The Revenge Pact (Kings of Football, #1)(3)



My fingers twist the sterling silver snake ring on my index finger that belonged to my dad. He played for the New York Pythons before blowing out his knee five years into his NFL career. When I was fifteen, he died in a car wreck, leaving a giant hole in our family. Then my mom got cancer. Like the kickass fighter she is, she beat it, but…

I rub my chest.

Go away, go away…

I turn away from them and look out the kitchen window. It’s getting harder to pretend I’m okay. I’m a domino, on the verge of falling and making the whole pile crash down. The elephant on my chest started when Mom’s cancer came back this spring, then that pressure escalated with every game we lost.

Out the window, a red-tailed hawk lands on a bare tree, looking happy as shit in the dead of winter. His feathers ruffle slightly in the wind as his eyes sweep the area. You need to fly farther south, I tell him but he ignores my mental telepathy and stalks along the branch. He’s a fighter.

Am I?

I close my eyes briefly.

Just get through this semester.

Come back next year.

Play better next season.

Get your degree.

Do what you can control.

Mom’s words from Saturday swirl around in my gut. She called me as soon as the game was over, her voice weak but confident. Slay your demons, River. All is possible. I believe in you.

I get it, but I’m a ship without a rudder and I’m terrified I’m going to sink to the bottom of the sea. I don’t have a future, can’t see what’s coming, can’t get a grasp on what I need to do for the rest of my life.

And Mom, my beautiful, feisty mother…

If she dies…

I kick the dark thought down and think about my first class. Like it always does, a tingle of electricity zips over me, knowing I’ll be close, but not too close.

Can’t touch her, but…

Five rows in front of me, she will be there.

Rainbow Girl.

Hair like spun silk.

Green eyes.

Lush mouth.

Short skirts.

Banging body.

Not mine.

My unease spikes as I stare down at my copy of Lady Chatterley’s Lover. The cover is pristine because I’ve never cracked it open. It’s a bunch of mumbo-jumbo, the words all running together.

For the hundredth time this semester, I ask myself…

Why the hell did I take this class?

I have ADHD, dyslexia, and dyscalculia, a trio of pure hell. My attention deficient and hyperactivity make “decoding” even tougher. You know those articles they write about athletes who slip through the cracks academically because they’re talented athletically? Hello, I’m River. I catch footballs.

My reading level has been tested at… I can’t even say it’s so bad. In a weak moment, I told Blair, my ex, and she laughed in my face. She legit thought I was joking. Yeah, just kidding was my reply, and I swore to never tell a girl again. Let them think I’m just like them.

Pressing my fingers to the cover, I twirl it on the island. Frustration ripples over me. There are days, like today, when I wish I were like everyone else.

That boy can’t sound out words.

Doesn’t know numbers.

Talks too much.

My teachers had a lot to say about me in elementary school.

Then, Dad put a football in my hands.

Hollis and Crew move to the den and stretch out on the couch, their legs propped up on the coffee table.

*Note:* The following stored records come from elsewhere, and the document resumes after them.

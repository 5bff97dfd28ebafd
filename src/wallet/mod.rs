//! Wallet provider abstraction
//!
//! The wallet is an explicit dependency of the session manager rather than
//! ambient global state. Private keys never enter this crate.

mod provider;
mod slot;

pub use provider::{
    AccountData, KeyInfo, OfflineSigner, SignRequest, SignedTx, WalletEvent, WalletProvider,
};
pub use slot::{ProviderInjector, ProviderSlot};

I follow them, too antsy to sit, so I pace.

Crew reaches for the remote, sees my face, then eases it back down like it’s a grenade.

I sigh. “Not worth seeing our faces all over ESPN.”

He closes his eyes and leans his head back on the couch.

Hollis has grabbed a Ding Dong—where did he get that?—and eats it in two bites. “When is this godawful semester over?”

“Two more weeks till winter break,” I say tightly as I grab my backpack and a bag of laundry I pulled together to drop off at the Kappa house where there’s a washer and dryer.

I’m the president of Kappa and alternate between spending time here and at the frat house. A huff comes from me. I used to crash in my room there on and off (I get a free one since I’m an officer), but not since she appeared on the scene.

Hollis straightens up from his slouch and wipes at the chocolate crumbs around his mouth. “Holy shit…” His voice rises. “Did Crazy Carl…kiss me?”

Crew, who was scrolling on his phone, holds up his cell and makes a kissy noise. “A big ol’ smooch on the cheek. I have a pic to prove it.”

“Post that and you die.” Hollis scrubs his face. “I’m never drinking again.”

My chest feels tight again as I watch them.

I twist my ring, my head tumbling as Mom’s words dance around in my head.

Slay your demons.

The idea’s been pricking at me ever since I got in the shower. It’s where I do my best thinking. If I get ramped up, I strip down and let the water wash over me. The small space, steam, and being naked help my mind focus. I average about three showers a day, morning, afternoon, and night. My grades might be shit, but I’m quite possibly the cleanest person at Braxton. This is also why I’m constantly out of laundry.

“I’ve been thinking.”

The guys look at me. Part fear, part anticipation.